Local vendors including Robinson’s Ribs, Shanahan’s and Twisted Cookie will be onsite selling food and competitors will offer rib tastings for $4. Baked potatoes will also be available for sale for festival goers looking to make a meal out of rib tastings. Beer and vodka tents will also be open on the grove while four bands provide entertainment.

Though Ribfest is a non-sanctioned event, six judges certified through the Kansas City Barbecue Society (KCBS), will assess the entries in three categories: presentation, taste and tenderness. The competition offers cash prizes to the top three entries — the top ribber is set to take home $1,000.

Don Cheval, a retired lieutenant from the Forest Park Fire Department, is a former competitor turned Ribfest judge. Cheval competed in the first 10 Ribfest competitions taking home first place honors twice and finishing second five times. 

“I didn’t want to go pro so I became a judge,” said Cheval. “At first I took the judging class to find out if my barbecue sucked or not. It turns out it didn’t.”

The self-taught barbeque aficionado laments that amateur cooks are often lulled into a false sense of security that they make excellent smoked meat. Backyard cooks are used to receiving compliments all the time, but Cheval is quick to point out the standards for competition barbecue are different than some people might imagine.

“When I barbecue for myself, I often cook differently than I would in a competition,” said Cheval. “There is a misconception that heavy smoke or really spicy flavors are needed to make good barbecue. Winning barbecue often has broader appeal in the final product than amateurs might realize.”

The KCBS certification process educates judges on the hallmarks of good barbecue and provides examples of flawed entries for comparison. The process helps class participants discern the stark differences between good and bad barbecue and understand what qualities make up the best barbecue bites. 

Cheval, however, took his education a step farther and became a master barbecue judge. The certification includes a written exam and the requirement he judge 100 sanctioned events. Master judges are also required to cook and assist a professional team at a sanctioned event; certification depends on a passing grade from the team members working with the potential judge.

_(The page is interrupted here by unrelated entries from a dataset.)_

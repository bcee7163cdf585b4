use crate::errors::Result;
use crate::transfers::transfers_model::{
    NewTransfer, Transfer, TransferFilters, TransferUpdate,
};
use crate::transfers::transfers_traits::{TransferRepositoryTrait, TransferServiceTrait};
use async_trait::async_trait;
use std::sync::Arc;

pub struct TransferService {
    repository: Arc<dyn TransferRepositoryTrait>,
}

impl TransferService {
    pub fn new(repository: Arc<dyn TransferRepositoryTrait>) -> Self {
        TransferService { repository }
    }
}

#[async_trait]
impl TransferServiceTrait for TransferService {
    fn list_transfers(
        &self,
        budget_id: &str,
        filters: &TransferFilters,
    ) -> Result<Vec<Transfer>> {
        self.repository.list(budget_id, filters)
    }

    fn get_transfer(&self, budget_id: &str, transfer_id: &str) -> Result<Transfer> {
        self.repository.find(budget_id, transfer_id)
    }

    async fn create_transfer(
        &self,
        budget_id: &str,
        new_transfer: NewTransfer,
    ) -> Result<Transfer> {
        self.repository.create(budget_id, new_transfer).await
    }

    async fn update_transfer(
        &self,
        budget_id: &str,
        transfer_id: &str,
        update: TransferUpdate,
    ) -> Result<Transfer> {
        self.repository.update(budget_id, transfer_id, update).await
    }

    async fn delete_transfer(&self, budget_id: &str, transfer_id: &str) -> Result<()> {
        self.repository.delete(budget_id, transfer_id).await?;
        Ok(())
    }
}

“A lot of judges don’t cook and need an understanding of what it takes to compete at a high level,” said Cheval. “Cooking with a team gives master judges a sense of how hard it is just to compete let alone win.”

Armed with personal experience as a Forest Park Ribfest champion and KCBA master judge certification, Cheval and his fellow certified judges know what a winning rack of ribs should be. Judges first assess the appearance of all entries; Cheval says when judging presentation, he looks for a “wow” factor and a desire to eat the ribs.

From there Cheval expects rubs, clean smoke flavor and sauce to enhance the flavor of the meat and embraces a two-bite technique to assess the tenderness of every entry. He is quick to point out that meat that “falls of the bone” may be delicious but is considered overcooked by competition standards.

Contrary to popular belief rib entries are not compared to each other to determine a winner. They are judged individually against the standards of good barbecue making it possible to have multiple entries earn perfect scores.

“This is my first outing to judge since COVID and I turned down a sanctioned event to attend the Forest Park Ribfest,” said Cheval. “Forest Park is near and dear to my heart ­— I worked there and competed there, and I am looking forward to being part of the day.”

When asked to name the best local barbecue Cheval shared the address to his private residence in Aurora.

Ribfest will take place in the Forest Park Picnic Grove, 7824 W. Madison St., on Sept. 11 from 11 a.m. to 11 p.m.

In addition to hosting a vaccination event in cooperation with Cook County Public Health, the Village of Forest Park is committed to following all COVID guidelines and state-wide mandates to keep the public as safe as possible. 

Ribfest always falls on the second Saturday in September. Honoring the somber significance of Sept. 11, will be on the agenda at Ribfest. Dylewski anticipates a military honor guard will help mark the occasion.